When the President of France visited the United States in April 1960, he asked the FBI to help him find a man.
The man he was looking for was an American citizen. He was sixty-four years old. He had been awarded fifteen French military decorations and — six months earlier, in a ceremony in Paris — had been made a Knight of the Légion d'honneur, the highest civilian honor France can give. The medal had been pinned to his chest by the President himself, who had publicly called him un véritable héros français. A true French hero.
The FBI located the man within a few days.
He was operating an elevator at Rockefeller Center in New York City.
The elevator operator's name was Eugene Bullard. He had been born in Columbus, Georgia, in 1895, the son of a man whose own father had been a slave.
He had run away from Columbus at the age of eleven, after watching a white mob nearly lynch his father.
He spent the next several years drifting through the American South. At sixteen, he stowed away on a German freighter at Norfolk, Virginia. He landed in Aberdeen, Scotland. From there he made his way to London, where he learned to box. By 1913, at eighteen, he was prizefighting in Paris.
When Germany invaded France in August 1914, Bullard was nineteen years old. He had no legal obligation to fight. He had no French citizenship.
He went to the recruiting office on October 19, 1914, and signed up for the French Foreign Legion.
He spent the next eighteen months as an infantryman in some of the worst fighting of the war — at the Somme, at Champagne, at Verdun.

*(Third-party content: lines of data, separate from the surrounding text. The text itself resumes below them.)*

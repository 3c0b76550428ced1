//! Renew page: pick a member from the filtered list, the renewal form is
//! filled with their current details.

use std::cell::{Cell, RefCell};

use deca_protocol::MemberRecord;

use super::filter::{FilterUpdate, LiveFilter};
use super::{MemberDirectory, fetch_failure_alert, fetch_members};
use crate::config::ClientConfig;
use crate::error::ClientError;
use crate::form::{FormView, InputShape, input_shape};
use crate::http::Transport;
use crate::modal::ModalView;
use crate::page::{self, Page};
use crate::submit::SubmitController;

/// The list side of the renew page.
pub trait DirectoryView {
    /// Render one item per member in index order and make the filter usable.
    fn render_members(&self, directory: &MemberDirectory);

    /// Loading failed: swap the spinner for a warning marker.
    fn show_load_failed(&self);

    fn set_item_shown(&self, index: usize, shown: bool);

    fn set_no_match(&self, visible: bool);

    /// Mark `index` as the active item, clearing the previous one.
    fn set_active(&self, index: usize);

    fn set_filter_text(&self, text: &str);

    fn reveal_review(&self);
}

/// `true` for the key that should blur the filter input (phone "Go").
pub fn blurs_filter(key: &str) -> bool {
    key == "Enter"
}

/// Write a member's fields into the form. Checkbox groups are re-derived
/// from the divider-joined value, radios select the matching option and
/// `null` fills as an empty string.
pub fn fill_member_form(form: &impl FormView, member: &MemberRecord, divider: &str) {
    let controls = form.controls();
    for (name, _) in member.iter() {
        let value = member.text(name).unwrap_or_default();
        match input_shape(&controls, name) {
            InputShape::Missing => {}
            InputShape::Single => form.set_value(name, &value),
            InputShape::CheckboxGroup => {
                let values: Vec<&str> = value.split(divider).collect();
                form.set_checked_values(name, &values);
            }
            InputShape::RadioGroup => form.select_radio(name, &value),
        }
    }
}

pub struct RenewDirectory<V> {
    directory: MemberDirectory,
    filter: RefCell<LiveFilter>,
    view: V,
    selected: Cell<Option<usize>>,
}

impl<V: DirectoryView> RenewDirectory<V> {
    /// Render the list, report the initial count and apply a filter term
    /// taken from the URL fragment.
    pub fn mount(directory: MemberDirectory, view: V, search_fields: &[String], initial_filter: Option<String>) -> Self {
        view.render_members(&directory);
        let filter = LiveFilter::new((0..directory.len()).map(|index| directory.search_text(index, search_fields)));
        view.set_no_match(filter.shown_count() == 0);
        let renew = Self {
            directory,
            filter: RefCell::new(filter),
            view,
            selected: Cell::new(None),
        };
        if let Some(term) = initial_filter {
            renew.view.set_filter_text(&term);
            renew.on_change(&term);
        }
        renew
    }

    pub fn directory(&self) -> &MemberDirectory {
        &self.directory
    }

    pub fn view(&self) -> &V {
        &self.view
    }

    pub fn selected(&self) -> Option<usize> {
        self.selected.get()
    }

    pub fn on_change(&self, text: &str) {
        let update = self.filter.borrow_mut().apply(text);
        self.show(update);
    }

    pub fn on_keystroke(&self) -> u64 {
        self.filter.borrow_mut().keystroke()
    }

    pub fn on_settle(&self, token: u64, text: &str) {
        let update = self.filter.borrow_mut().settle(token, text);
        if let Some(update) = update {
            self.show(update);
        }
    }

    fn show(&self, update: FilterUpdate) {
        for (index, shown) in &update.toggled {
            self.view.set_item_shown(*index, *shown);
        }
        self.view.set_no_match(update.no_match());
    }

    /// Item clicked: fill `controller`'s form with that member.
    pub fn select<F, M, T, P>(&self, index: usize, controller: &SubmitController<F, M, T, P>) -> bool
    where
        F: FormView,
        M: ModalView,
        T: Transport,
        P: Page,
    {
        let Some(member) = self.directory.get(index) else {
            log::warn!("selected member #{index} is not in the list");
            return false;
        };
        self.view.set_active(index);
        controller.reset_validation();
        fill_member_form(controller.form(), member, &controller.config().multivalue_divider);
        self.view.reveal_review();
        self.selected.set(Some(index));
        true
    }
}

/// Fetch the list and mount it; on failure the user gets a blocking alert.
pub async fn load<V: DirectoryView>(
    transport: &impl Transport,
    page: &impl Page,
    config: &ClientConfig,
    view: V,
) -> Result<RenewDirectory<V>, ClientError> {
    match fetch_members(transport, &config.endpoints.all_members).await {
        Ok(directory) => Ok(RenewDirectory::mount(
            directory,
            view,
            &config.directory.search_fields,
            page::fragment_term(page),
        )),
        Err(error) => {
            view.show_load_failed();
            page.alert(&fetch_failure_alert(&error));
            Err(error)
        }
    }
}

#[cfg(test)]
mod tests {
    use std::rc::Rc;

    use futures::executor::block_on;

    use super::*;
    use crate::common::{FormKind, FormMode};
    use crate::directory::tests::{MEMBERS_JSON, directory};
    use crate::form::Control;
    use crate::form::validator::Rule;
    use crate::page::tests::FakePage;
    use crate::submit::tests::{FakeForm, FakeModalView, ScriptedTransport};

    #[derive(Default)]
    struct FakeDirectoryView {
        rendered: Cell<usize>,
        load_failed: Cell<bool>,
        hidden: RefCell<Vec<usize>>,
        no_match: RefCell<Vec<bool>>,
        active: Cell<Option<usize>>,
        filter_text: RefCell<String>,
        review_revealed: Cell<bool>,
    }

    impl DirectoryView for FakeDirectoryView {
        fn render_members(&self, directory: &MemberDirectory) {
            self.rendered.set(directory.len());
        }

        fn show_load_failed(&self) {
            self.load_failed.set(true);
        }

        fn set_item_shown(&self, index: usize, shown: bool) {
            let mut hidden = self.hidden.borrow_mut();
            hidden.retain(|item| *item != index);
            if !shown {
                hidden.push(index);
            }
        }

        fn set_no_match(&self, visible: bool) {
            self.no_match.borrow_mut().push(visible);
        }

        fn set_active(&self, index: usize) {
            self.active.set(Some(index));
        }

        fn set_filter_text(&self, text: &str) {
            *self.filter_text.borrow_mut() = text.to_owned();
        }

        fn reveal_review(&self) {
            self.review_revealed.set(true);
        }
    }

    fn search_fields() -> Vec<String> {
        crate::config::DirectoryOptions::default().search_fields
    }

    fn renew_form() -> Vec<Control> {
        vec![
            Control::text("first_name", "").with_rules([Rule::Required]),
            Control::text("email", "old@example.com"),
            Control::checkbox("volunteer_interests", "Gardening", false),
            Control::checkbox("volunteer_interests", "Events", false),
            Control::checkbox("volunteer_interests", "Cooking", true),
            Control::radio("paid_by", "cash", false),
            Control::radio("paid_by", "cheque", true),
        ]
    }

    #[test]
    fn fill_rederives_groups_and_blanks_nulls() {
        let form = FakeForm::new(renew_form());
        let directory = directory();
        fill_member_form(&form, directory.get(0).unwrap(), "; ");
        assert_eq!(form.value("first_name").as_deref(), Some("Ann"));
        let checked: Vec<(String, bool)> = form
            .controls()
            .into_iter()
            .filter(|control| control.kind.is_checkable())
            .map(|control| (control.value, control.checked))
            .collect();
        assert_eq!(
            checked,
            [
                ("Gardening".into(), true),
                ("Events".into(), true),
                ("Cooking".into(), false),
                ("cash".into(), true),
                ("cheque".into(), false),
            ]
        );

        fill_member_form(&form, directory.get(1).unwrap(), "; ");
        assert_eq!(form.value("email").as_deref(), Some(""));
    }

    #[test]
    fn mount_reports_count_and_applies_fragment() {
        let renew = RenewDirectory::mount(
            directory(),
            FakeDirectoryView::default(),
            &search_fields(),
            Some("stone".into()),
        );
        assert_eq!(renew.view().rendered.get(), 3);
        assert_eq!(*renew.view().filter_text.borrow(), "stone");
        assert_eq!(*renew.view().hidden.borrow(), [0, 2]);
        assert_eq!(*renew.view().no_match.borrow(), [false, false]);
    }

    #[test]
    fn filter_without_matches_shows_indicator() {
        let renew = RenewDirectory::mount(directory(), FakeDirectoryView::default(), &search_fields(), None);
        let token = renew.on_keystroke();
        renew.on_settle(token, "nobody");
        assert_eq!(renew.view().no_match.borrow().last(), Some(&true));
        renew.on_change("");
        assert!(renew.view().hidden.borrow().is_empty());
    }

    #[test]
    fn select_fills_form_and_resets_validation() {
        let controller = SubmitController::new(
            FormKind::Member(FormMode::Renew),
            Rc::new(ClientConfig::default()),
            FakeForm::new(renew_form()),
            FakeModalView::default(),
            ScriptedTransport::default(),
            FakePage::default(),
        )
        .unwrap();
        block_on(controller.submit(None));
        assert!(controller.form().annotated.borrow().is_some());

        let renew = RenewDirectory::mount(directory(), FakeDirectoryView::default(), &search_fields(), None);
        assert!(renew.select(2, &controller));
        assert!(controller.form().annotated.borrow().is_none());
        assert_eq!(controller.form().value("first_name").as_deref(), Some("Cy"));
        assert_eq!(renew.view().active.get(), Some(2));
        assert!(renew.view().review_revealed.get());
        assert_eq!(renew.selected(), Some(2));
        assert!(!renew.select(7, &controller));
    }

    #[test]
    fn load_failure_alerts() {
        let transport = ScriptedTransport::replying(500, "INTERNAL SERVER ERROR", "boom");
        let page = FakePage::default();
        let result = block_on(load(&transport, &page, &ClientConfig::default(), FakeDirectoryView::default()));
        assert!(result.is_err());
        assert_eq!(
            *page.alerts.borrow(),
            ["Failed to load member list. Reload the page to try again.\n\n500: INTERNAL SERVER ERROR: boom"]
        );
    }

    #[test]
    fn load_uses_fragment_as_filter() {
        let transport = ScriptedTransport::replying(200, "OK", MEMBERS_JSON);
        let page = FakePage {
            fragment: "cy%40example".into(),
            ..FakePage::default()
        };
        let renew = block_on(load(&transport, &page, &ClientConfig::default(), FakeDirectoryView::default())).unwrap();
        assert_eq!(*renew.view().filter_text.borrow(), "cy@example");
        assert_eq!(*renew.view().hidden.borrow(), [0, 1]);
    }

    #[test]
    fn enter_blurs_filter() {
        assert!(blurs_filter("Enter"));
        assert!(!blurs_filter("a"));
    }
}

He was wounded three times. The third wound, on March 5, 1916, tore open his thigh and left him with permanent damage to his leg.
He was twenty years old. The doctors told him he would not return to the infantry.
He decided he wanted to fly.
In a Paris café in the spring of 1916, while he was recovering, Bullard mentioned to three white American friends that he was thinking of joining the French air service. A Mississippian named Jeff Dickson laughed.
Gene, Dickson said, you know damn well there aren't any Negroes in aviation.
Bullard answered: Sure do. That's why I want to get into it. There has to be a first to everything, and I'm going to be the first.
Dickson bet him two thousand dollars he would not make it.
Bullard took the bet. He earned his pilot's license on May 5, 1917. He won the bet.
He reported to the front in August 1917 and flew approximately twenty combat missions over the next three months in a SPAD VII. The fuselage was painted with a bleeding heart pierced by a knife and the French phrase Tout le Sang qui Coule est Rouge — All Blood that Flows is Red.
He carried, on every combat flight, a small capuchin monkey named Jimmy in the front of his flight jacket.
The French press began calling him L'Hirondelle Noire — the Black Swallow.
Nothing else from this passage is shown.